I’m a simple man, Mr Furlow used to say. He used it as a defence, as much as to say, don’t touch me now that you know the truth. Because he liked to be left alone. He liked to say, this is good enough for me. It absolved him from exertion, from opinions, from anything but a gentle meandering through a field of objective images. And that man bawling in the bar at Goulburn had upset his equilibrium. Now what about Mussolini? he said, and Mr Furlow did not know, he went cold down the spine, wondered what he ought to say, remembered that someone at the Club had said, ought to castrate the bastard before the trouble spreads. The Goulburn station bar was an isolated patch of discomfort in Mr Furlow’s usually comfortable mind.
Had a nice drop of rain since you left, said the chauffeur.
Mr Furlow switched off, he was good at switching off, and returned to the immediate landscape between Happy Valley and Glen Marsh, to a mob of wethers in the hollow, to the fence that straggled out towards Ferndale, to all this, the comprehensible. His paunch stirred with the motion of the car, his mind with pleasurable anticipation of dogs running out from the house and Sidney perhaps standing on the steps. When she was younger she would run out too, with the dogs, and climb on the running-board of the car, and ask what he had brought.

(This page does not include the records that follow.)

use serde::{Deserialize, Deserializer, Serialize};

use crate::models::Account;

/// A registered remote machine. The registry keys these by network address.
#[derive(Clone, Debug, Default, PartialEq, Eq, Serialize, Deserialize)]
pub struct HostRecord {
    pub root_username: String,
    /// Stored in plaintext, matching the on-disk format of `ipmap.json`.
    pub root_password: String,
    #[serde(default, deserialize_with = "null_as_empty")]
    pub accounts: Vec<Account>,
}

// Files written by older consoles store an empty roster as `null`.
fn null_as_empty<'de, D: Deserializer<'de>>(d: D) -> Result<Vec<Account>, D::Error> {
    Ok(Option::<Vec<Account>>::deserialize(d)?.unwrap_or_default())
}

impl HostRecord {
    pub fn new(root_username: impl Into<String>, root_password: impl Into<String>) -> Self {
        HostRecord {
            root_username: root_username.into(),
            root_password: root_password.into(),
            accounts: vec![],
        }
    }

    pub fn usernames(&self) -> Vec<String> {
        self.accounts.iter().map(|a| a.username.clone()).collect()
    }
}
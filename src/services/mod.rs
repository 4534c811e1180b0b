pub mod catalog;
pub mod export;
pub mod registry;
pub mod uploads;

// Re-export commonly used items
pub use catalog::{resolve_install, CatalogError, InstallRequest, Software, CATALOG};
pub use export::{all_export_filename, export_all_csv, export_host_csv, host_export_filename, ExportError};
pub use registry::{HostGuard, HostRegistry, RegistryError};
pub use uploads::store_upload;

Her lips on his cheek were more inquisitive than affectionate, but the analysis of motive was not in Mr Furlow’s line, and Sidney’s mouth was still a kiss. He smiled. The bracelet in his pocket dragged down one side of his coat. The way she put her hand in his pocket was coming home, was Sidney’s hand, was contact with the comprehensible detail of Glen Marsh, of Mr Furlow himself.

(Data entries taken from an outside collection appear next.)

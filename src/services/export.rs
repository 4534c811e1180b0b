use std::collections::BTreeMap;

use chrono::{DateTime, Local};
use thiserror::Error;

use crate::models::HostRecord;

pub const EXPORT_HEADER: [&str; 4] = ["Username", "Password", "Server IP", "Notes"];

const TIMESTAMP_FORMAT: &str = "%Y%m%d-%H%M%S";

#[derive(Debug, Error)]
pub enum ExportError {
    #[error("csv write failed: {0}")]
    Csv(#[from] csv::Error),

    #[error("csv buffer flush failed: {0}")]
    Flush(String),
}

/// Roster of one host as CSV.
pub fn export_host_csv(address: &str, host: &HostRecord) -> Result<Vec<u8>, ExportError> {
    let mut writer = csv::Writer::from_writer(vec![]);
    writer.write_record(EXPORT_HEADER)?;
    write_accounts(&mut writer, address, host)?;
    finish(writer)
}

/// Rosters of every host, concatenated in address order.
pub fn export_all_csv(hosts: &BTreeMap<String, HostRecord>) -> Result<Vec<u8>, ExportError> {
    let mut writer = csv::Writer::from_writer(vec![]);
    writer.write_record(EXPORT_HEADER)?;
    for (address, host) in hosts {
        write_accounts(&mut writer, address, host)?;
    }
    finish(writer)
}

fn write_accounts(writer: &mut csv::Writer<Vec<u8>>, address: &str, host: &HostRecord) -> Result<(), ExportError> {
    for account in &host.accounts {
        writer.write_record([account.username.as_str(), account.password.as_str(), address, ""])?;
    }
    Ok(())
}

fn finish(writer: csv::Writer<Vec<u8>>) -> Result<Vec<u8>, ExportError> {
    writer.into_inner().map_err(|e| ExportError::Flush(e.to_string()))
}

pub fn host_export_filename(address: &str, at: DateTime<Local>) -> String {
    format!("users_{}_{}.csv", address.replace('.', "_"), at.format(TIMESTAMP_FORMAT))
}

pub fn all_export_filename(at: DateTime<Local>) -> String {
    format!("all_users_{}.csv", at.format(TIMESTAMP_FORMAT))
}

#[cfg(test)]
mod tests {
    use super::*;
    use crate::models::Account;
    use chrono::TimeZone;

    fn host(names: &[&str]) -> HostRecord {
        let mut h = HostRecord::new("root", "pw");
        h.accounts = names.iter().map(|n| Account::new(*n, format!("{}@1", n))).collect();
        h
    }

    #[test]
    fn host_export_has_header_and_rows() {
        let bytes = export_host_csv("10.0.0.5", &host(&["alice", "bob"])).unwrap();
        let text = String::from_utf8(bytes).unwrap();
        let lines: Vec<&str> = text.lines().collect();
        assert_eq!(lines[0], "Username,Password,Server IP,Notes");
        assert_eq!(lines[1], "alice,alice@1,10.0.0.5,");
        assert_eq!(lines.len(), 3);
    }

    #[test]
    fn all_export_concatenates_hosts() {
        let mut hosts = BTreeMap::new();
        hosts.insert("10.0.0.6".to_string(), host(&["carol"]));
        hosts.insert("10.0.0.5".to_string(), host(&["alice"]));
        let text = String::from_utf8(export_all_csv(&hosts).unwrap()).unwrap();
        let lines: Vec<&str> = text.lines().collect();
        assert_eq!(lines.len(), 3);
        assert!(lines[1].ends_with("10.0.0.5,"));
        assert!(lines[2].ends_with("10.0.0.6,"));
    }

    #[test]
    fn passwords_with_commas_are_quoted() {
        let mut h = HostRecord::new("root", "pw");
        h.accounts.push(Account::new("dave", "a,b"));
        let text = String::from_utf8(export_host_csv("h", &h).unwrap()).unwrap();
        assert!(text.contains("dave,\"a,b\",h,"));
    }

    #[test]
    fn filenames() {
        let at = Local.with_ymd_and_hms(2024, 3, 9, 14, 5, 7).unwrap();
        assert_eq!(host_export_filename("10.0.0.5", at), "users_10_0_0_5_20240309-140507.csv");
        assert_eq!(all_export_filename(at), "all_users_20240309-140507.csv");
    }
}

Not that he connected his daughter in any but an objective way, her face, her voice, with what he might, but didn’t, term the comprehensible. The face, the voice, this brittle glass, he loved because they were familiar and time had made their contact mutual. But to penetrate the distant regions of his daughter’s mind was something it did not occur to Mr Furlow to do. This remained a mystery from which occasionally there issued an indication of some conflict that, for her father, was more inexplicable than the activities of Mussolini or the European situation. He did not know. He did not want to know. He was a little afraid of something so remote and intangible. He would pick up his paper and go off into another room, forsaking an expression or a cadence that had caused him any discomfiture.

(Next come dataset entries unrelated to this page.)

use askama::Template;

use crate::models::HostView;

#[derive(Template)]
#[template(path = "index.html")]
pub struct IndexTemplate {
    pub flash_messages: Vec<String>,
    pub has_flash_messages: bool,
    pub version: &'static str,
    pub hosts: Vec<HostView>,
    pub account_total: usize,
}

crate::impl_base_template!(IndexTemplate);
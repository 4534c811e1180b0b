//! Batch remote-provisioning pipeline.
//!
//! upload bytes → [`rows`] → [`script`] → [`executor`] → [`reconcile`], driven
//! end to end by [`batch::run_batch`] while the target host is locked.

pub mod batch;
pub mod diagnostics;
pub mod executor;
pub mod reconcile;
pub mod rows;
pub mod script;

pub use batch::{run_batch, BatchKind, BatchReport, RemoteStatus};
pub use diagnostics::{Diagnostic, RejectReason};
pub use executor::{ExecError, RemoteOutput, RemoteShell, RemoteTarget, SshShell};
pub use reconcile::{reconcile, Intent};
pub use rows::{extract_rows, ExtractError, RawRow, RowShape, RowStream, SheetFormat};
pub use script::{CredentialColumn, Operation, PackageManager, ScriptBuilder, ScriptPlan};
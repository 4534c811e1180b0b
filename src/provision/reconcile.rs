//! Roster bookkeeping after a batch.
//!
//! The roster records *intended* remote state: a username is added or removed
//! because the batch script targeted it, not because the transcript proved the
//! remote command worked.

use crate::models::Account;

/// What a batch meant to change on the roster.
#[derive(Clone, Debug, Default, PartialEq, Eq)]
pub struct Intent {
    pub added: Vec<Account>,
    pub removed: Vec<String>,
    /// Drop the whole roster ("delete all").
    pub clear: bool,
}

impl Intent {
    pub fn is_empty(&self) -> bool {
        self.added.is_empty() && self.removed.is_empty() && !self.clear
    }

    /// Every username the batch targeted, in script order.
    pub fn usernames(&self) -> Vec<String> {
        self.added
            .iter()
            .map(|a| a.username.clone())
            .chain(self.removed.iter().cloned())
            .collect()
    }
}

/// Compute the roster that replaces `roster` once a batch has run.
///
/// Removals and clearing apply first, then additions. An added username that
/// is already present keeps its slot and takes the new password, so usernames
/// stay unique within the roster.
pub fn reconcile(roster: &[Account], intent: &Intent) -> Vec<Account> {
    let mut next: Vec<Account> = if intent.clear {
        vec![]
    } else {
        roster
            .iter()
            .filter(|a| !intent.removed.iter().any(|r| r == &a.username))
            .cloned()
            .collect()
    };
    for account in &intent.added {
        match next.iter_mut().find(|a| a.username == account.username) {
            Some(existing) => existing.password = account.password.clone(),
            None => next.push(account.clone()),
        }
    }
    next
}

Driving up to the house, he put his hand in his pocket again, touched the bracelet that lay there in its leather jeweller’s case. He liked to buy her diamonds. They showed very white and clear against her thin, brown arm. You spoil her, dear, Mrs Furlow said. That only added to his complaisance, in the way that certain rebukes do, and in fact are only meant to encourage the gestures they rebuke. Mrs Furlow’s voice was moulded to this manner of rebuke, the mingled tones of martyrdom and delight, signifying, I don’t count poor me, but won’t Mrs Blandford be impressed when I write and tell her what you have done. Diamonds, for Mrs Furlow, glittered with the brightest social prestige.
Glen Marsh was so many years of prestige as the car advanced along the road. The house reclined, a little too perfect, among the trees, with its lap of green lawn outspread and an embroidering of round chrysanthemum beds. Soon the dogs would rush out, the servants peep from the side wing, the groom stop cleaning the harness at the back and come round to the drive. There was great satisfaction attached to such an approach to Glen Marsh. Mr Furlow sighed. He was heavy with the riches of the earth and a diamond bracelet that he would take right in and put on Sidney’s arm.
Well, dear, said Mrs Furlow, kissing him formally on the cheek, I hope you haven’t got a cold. You know the train gives you colds.
She spoke with the slight asperity of someone who has been left at home, for even a home such as Glen Marsh is less attractive as a constant reality than as an abstract idea. She did not like to be left at home.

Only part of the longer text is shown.